• [EXERCISE AIM]: The records below are made of lines; count those holding the word "DisplayId" and give the number only.

• [PROVIDED DATA]:
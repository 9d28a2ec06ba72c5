//! A single live highlight.

use std::time::{Duration, Instant};

use cursorhome_model::{AnimationSpec, CursorStyle, Point};
use cursorhome_platform_core::DisplayId;

use crate::surface::{SurfaceFrame, SurfaceHandle};

/// One highlight bound to exactly one display.
///
/// Style and animation are fixed at creation; settings changes only affect
/// the next session.
#[derive(Debug, Clone, PartialEq)]
pub struct HighlightSession {
    pub display: DisplayId,
    pub surface: SurfaceHandle,
    pub center: Point,
    pub style: CursorStyle,
    pub animation: AnimationSpec,
    /// Start of the current animation run.
    pub started_at: Instant,
    pub expires_at: Instant,
    /// Set when the pointer could not be warped to the center; the session
    /// then stays at its center instead of following the pointer.
    pub pinned: bool,
}

impl HighlightSession {
    /// Whether the session should be torn down at `now`.
    pub fn is_expired(&self, now: Instant) -> bool {
        now >= self.expires_at
    }

    pub fn remaining(&self, now: Instant) -> Duration {
        self.expires_at.saturating_duration_since(now)
    }

    /// Restart the expiry timer and the animation.
    pub fn restart(&mut self, now: Instant, duration: Duration) {
        self.started_at = now;
        self.expires_at = now + duration;
    }

    /// Frame for the renderer at `now`.
    pub fn frame(&self, now: Instant) -> SurfaceFrame {
        let elapsed = now.saturating_duration_since(self.started_at).as_secs_f64();
        let phase = self.animation.phase(elapsed);
        let (alpha, scale) = self.animation.modulation(phase);
        SurfaceFrame {
            center: self.center,
            style: self.style.clone(),
            phase,
            alpha,
            scale,
        }
    }
}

• [SOLUTION]: 2